A: As we know, it was kind of technical adjustment and on that we have seen a sharp surge in the stock and since FIIs like have a lot of interest in this stock because of the strong pedigree. So, it was a kind of one-off event, then stock went up. However now, I think what will be focused more going ahead is the core number for the core growth and that will be worst going ahead. So, if you look at for the last couple of quarters, HDFC has really performed decent or maybe much better than the industry itself. I think that trend of strong growth should continue albeit with a little moderation than what historically it had been delivering.

If you look at it from a pure fundamental point of view, this event does not change anything. However, what it changes is possibly the valuation. Based on my estimates, it is trading at 3.5 times FY18 book value. I think that at this level, certainly the upside remains capped, but I would say that this is one of the stock or one of the bank which has delivered very strong numbers. So, there is no reason that one would think of exiting and getting into other stocks.

So, this is a stock or this is a company where we are looking substantial return on equity (RoE) of close to 18 percent for many years to come and the kind of 18-20 percent growth. So, long term investors would continue and should continue to hold on to it. However, there might be certain set of investors who would take the opportunity of exiting.

Ekta: I wanted to ask you about comparison between HDFC Bank and IndusInd Bank. Valuation wise they are almost similar, but what is your sense in terms of which one would be the longer horse to back in the longer run, I mean in terms of fundamentals?

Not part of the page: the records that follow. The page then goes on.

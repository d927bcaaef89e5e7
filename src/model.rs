use std::collections::BTreeMap;
use std::fmt;

use chrono::{DateTime, Utc};
use serde::{Deserialize, Deserializer, Serialize};

use crate::error::ConfigError;

pub const DEFAULT_SPLIT: &str = "test";
pub const ORIGINAL_VIEW: &str = "Original";

#[derive(Debug, Clone, Serialize, Deserialize, PartialEq)]
pub struct BenchmarkMetric {
    pub name: String,
    #[serde(default, skip_serializing_if = "Option::is_none")]
    pub weight: Option<f64>,
    #[serde(default, skip_serializing_if = "Option::is_none")]
    pub default: Option<f64>,
}

#[derive(Debug, Clone, PartialEq, Eq, Hash, PartialOrd, Ord)]
pub struct DatasetKey {
    pub dataset_name: String,
    pub sub_dataset: Option<String>,
    pub split: String,
}

impl fmt::Display for DatasetKey {
    fn fmt(&self, f: &mut fmt::Formatter<'_>) -> fmt::Result {
        write!(
            f,
            "{} -- {} -- {}",
            self.dataset_name,
            self.sub_dataset.as_deref().unwrap_or("None"),
            self.split
        )
    }
}

#[derive(Debug, Clone, Serialize, Deserialize, PartialEq)]
pub struct DatasetConfig {
    pub dataset_name: String,
    #[serde(default)]
    pub sub_dataset: Option<String>,
    #[serde(default, alias = "dataset_split")]
    pub split: Option<String>,
    #[serde(default)]
    pub metrics: Option<Vec<BenchmarkMetric>>,
    #[serde(flatten)]
    pub extra: BTreeMap<String, serde_json::Value>,
}

impl DatasetConfig {
    pub fn from_key(key: &DatasetKey) -> Self {
        Self {
            dataset_name: key.dataset_name.clone(),
            sub_dataset: key.sub_dataset.clone(),
            split: Some(key.split.clone()),
            metrics: None,
            extra: BTreeMap::new(),
        }
    }

    pub fn key(&self) -> DatasetKey {
        DatasetKey {
            dataset_name: self.dataset_name.clone(),
            sub_dataset: self.sub_dataset.clone(),
            split: self.split.clone().unwrap_or_else(|| DEFAULT_SPLIT.to_string()),
        }
    }
}

#[derive(Debug, Clone, Default, Serialize, Deserialize, PartialEq)]
pub struct SystemQuery {
    #[serde(default)]
    pub dataset_name: Option<String>,
    #[serde(default)]
    pub sub_dataset: Option<String>,
    #[serde(default)]
    pub task: Option<String>,
    #[serde(default)]
    pub source_language: Option<String>,
    #[serde(default)]
    pub target_language: Option<String>,
}

#[derive(Debug, Clone, Copy, Default, PartialEq, Eq, Serialize, Deserialize)]
#[serde(rename_all = "lowercase")]
pub enum TrendMode {
    #[default]
    Increase,
    All,
}

#[derive(Debug, Clone, Copy, PartialEq, Eq, Serialize, Deserialize)]
#[serde(try_from = "String", into = "String")]
pub enum OpKind {
    Mean,
    Sum,
    Max,
    Min,
    Gini,
    Multiply,
    WeightedSum,
    AddDefault,
    Subtract,
}

impl OpKind {
    pub fn as_str(self) -> &'static str {
        match self {
            Self::Mean => "mean",
            Self::Sum => "sum",
            Self::Max => "max",
            Self::Min => "min",
            Self::Gini => "gini",
            Self::Multiply => "multiply",
            Self::WeightedSum => "weighted_sum",
            Self::AddDefault => "add_default",
            Self::Subtract => "subtract",
        }
    }
}

impl TryFrom<String> for OpKind {
    type Error = ConfigError;

    fn try_from(value: String) -> Result<Self, Self::Error> {
        let kind = match value.as_str() {
            "mean" => Self::Mean,
            "sum" => Self::Sum,
            "max" => Self::Max,
            "min" => Self::Min,
            "gini" => Self::Gini,
            "multiply" => Self::Multiply,
            "weighted_sum" => Self::WeightedSum,
            "add_default" => Self::AddDefault,
            "subtract" => Self::Subtract,
            _ => return Err(ConfigError::UnknownOperation(value)),
        };
        Ok(kind)
    }
}

impl From<OpKind> for String {
    fn from(kind: OpKind) -> Self {
        kind.as_str().to_string()
    }
}

#[derive(Debug, Clone, PartialEq, Serialize, Deserialize)]
#[serde(untagged)]
pub enum WeightMapSpec {
    Named(String),
    Inline(BTreeMap<String, f64>),
}

#[derive(Debug, Clone, PartialEq, Serialize, Deserialize)]
pub struct Operation {
    pub op: OpKind,
    #[serde(default, deserialize_with = "one_or_many")]
    pub group_by: Vec<String>,
    #[serde(default)]
    pub skip_group_system: bool,
    #[serde(default)]
    pub weight: Option<String>,
    #[serde(default)]
    pub weight_map: Option<WeightMapSpec>,
    #[serde(default)]
    pub weight_logit_multiplier: Option<f64>,
    #[serde(default)]
    pub default_set: Option<String>,
    #[serde(default)]
    pub column: Option<String>,
    #[serde(default)]
    pub num: Option<f64>,
}

#[derive(Debug, Clone, PartialEq, Serialize, Deserialize)]
pub struct View {
    pub name: String,
    #[serde(default)]
    pub trend: Option<TrendMode>,
    #[serde(default, deserialize_with = "null_as_default")]
    pub operations: Vec<Operation>,
}

impl View {
    pub fn trend_mode(&self) -> TrendMode {
        self.trend.unwrap_or_default()
    }
}

#[derive(Debug, Clone, PartialEq, Serialize, Deserialize)]
pub struct BenchmarkConfig {
    pub id: String,
    #[serde(default)]
    pub parent: Option<String>,
    #[serde(default)]
    pub name: Option<String>,
    #[serde(default)]
    pub description: Option<String>,
    #[serde(default, rename = "type")]
    pub benchmark_type: Option<String>,
    #[serde(default)]
    pub system_query: Option<SystemQuery>,
    #[serde(default)]
    pub datasets: Option<Vec<DatasetConfig>>,
    #[serde(default)]
    pub metrics: Option<Vec<BenchmarkMetric>>,
    #[serde(default, deserialize_with = "null_as_default")]
    pub views: Vec<View>,
}

impl BenchmarkConfig {
    pub fn is_abstract(&self) -> bool {
        self.benchmark_type.as_deref() == Some("abstract")
    }
}

#[derive(Debug, Clone, Serialize, Deserialize, PartialEq)]
pub struct SystemDataset {
    pub dataset_name: String,
    #[serde(default)]
    pub sub_dataset: Option<String>,
    #[serde(default = "default_split")]
    pub split: String,
}

impl SystemDataset {
    pub fn key(&self) -> DatasetKey {
        DatasetKey {
            dataset_name: self.dataset_name.clone(),
            sub_dataset: self.sub_dataset.clone(),
            split: self.split.clone(),
        }
    }
}

#[derive(Debug, Clone, Serialize, Deserialize, PartialEq)]
pub struct SystemModel {
    pub system_id: String,
    pub system_name: String,
    pub creator: String,
    #[serde(default)]
    pub task: Option<String>,
    #[serde(default)]
    pub source_language: Option<String>,
    #[serde(default)]
    pub target_language: Option<String>,
    #[serde(default)]
    pub dataset: Option<SystemDataset>,
    #[serde(default)]
    pub results: BTreeMap<String, BTreeMap<String, f64>>,
    pub created_at: DateTime<Utc>,
}

impl SystemModel {
    pub fn best_score(&self, metric_name: &str) -> Option<f64> {
        self.results
            .values()
            .filter_map(|level| level.get(metric_name).copied())
            .reduce(f64::max)
    }
}

#[derive(Debug, Clone, Default, Serialize, Deserialize, PartialEq)]
pub struct DatasetMetadata {
    pub dataset_name: String,
    #[serde(default)]
    pub sub_dataset: Option<String>,
    #[serde(default)]
    pub languages: Vec<String>,
    #[serde(default)]
    pub tasks: Vec<String>,
    #[serde(default)]
    pub splits: Vec<String>,
}

pub type PlotPoint = (String, f64);
pub type PlotSeries = BTreeMap<String, Vec<PlotPoint>>;

#[derive(Debug, Clone, Serialize, PartialEq)]
pub struct TableData {
    pub name: String,
    pub system_names: Vec<String>,
    pub column_names: Vec<String>,
    pub scores: Vec<Vec<f64>>,
    pub plot_x_values: Vec<String>,
    pub plot_y_values: Vec<f64>,
}

#[derive(Debug, Clone, Default, Deserialize)]
pub struct ImportBundle {
    #[serde(default)]
    pub benchmarks: Vec<serde_json::Value>,
    #[serde(default)]
    pub systems: Vec<SystemModel>,
    #[serde(default)]
    pub datasets: Vec<DatasetMetadata>,
}

#[derive(Debug, Clone, Serialize)]
pub struct ImportCounts {
    pub benchmarks_upserted: usize,
    pub systems_upserted: usize,
    pub datasets_upserted: usize,
    pub benchmarks_total: i64,
    pub systems_total: i64,
    pub datasets_total: i64,
}

#[derive(Debug, Clone, Serialize)]
pub struct ImportRunManifest {
    pub manifest_version: u32,
    pub run_id: String,
    pub status: String,
    pub started_at: String,
    pub updated_at: String,
    pub input_path: String,
    pub db_path: String,
    pub counts: ImportCounts,
    pub warnings: Vec<String>,
}

fn default_split() -> String {
    DEFAULT_SPLIT.to_string()
}

#[derive(Deserialize)]
#[serde(untagged)]
enum OneOrMany {
    One(String),
    Many(Vec<String>),
}

fn one_or_many<'de, D>(deserializer: D) -> Result<Vec<String>, D::Error>
where
    D: Deserializer<'de>,
{
    let columns = match Option::<OneOrMany>::deserialize(deserializer)? {
        None => Vec::new(),
        Some(OneOrMany::One(column)) => vec![column],
        Some(OneOrMany::Many(columns)) => columns,
    };
    Ok(columns)
}

fn null_as_default<'de, D, T>(deserializer: D) -> Result<T, D::Error>
where
    D: Deserializer<'de>,
    T: Default + Deserialize<'de>,
{
    Ok(Option::<T>::deserialize(deserializer)?.unwrap_or_default())
}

A: HDFC Bank I do not have a coverage, so, I cannot comment. However, certainly I would say that size of both the banks are different. HDFC is much bigger. So, on a higher base you cannot expect the growth rate what IndusInd is reporting to be reported by HDFC. So, IndusInd could report higher growth because of little lower base than HDFC. Again, both have their own set of business, like HDFC is more into kind of retail – obviously IndusInd is also into retail but has a strong focus on CV and other commercial financing. So, they will also continue to grow.

However, being a strong leader in the market, I think HDFC will sooner or later they will start growing again aggressively, maybe once economy starts picking up. So, I think that if you are looking at a long-term horizon then HDFC still stands out to be one of the preferred pick by investors and will continue to be among the top picks for us also.

Sonia: So HDFC Bank is your top pick, apart from that what else tops your list?

A: We also like ICICI Bank at the current level because of the valuation gap now that has reached between HDFC and also ICICI Bank. ICICI has certain concerns like in terms of asset quality as well as some growth concern is there. However, I think couple of quarters down the line maybe that will start stablising.

ICICI Bank also should start getting some different valuations, maybe upside could come once the number starts getting delivered. However, from here onwards we don’t see much downside in ICICI Bank also. So, we like ICICI Bank and we have a buy rating on that from the large banking space.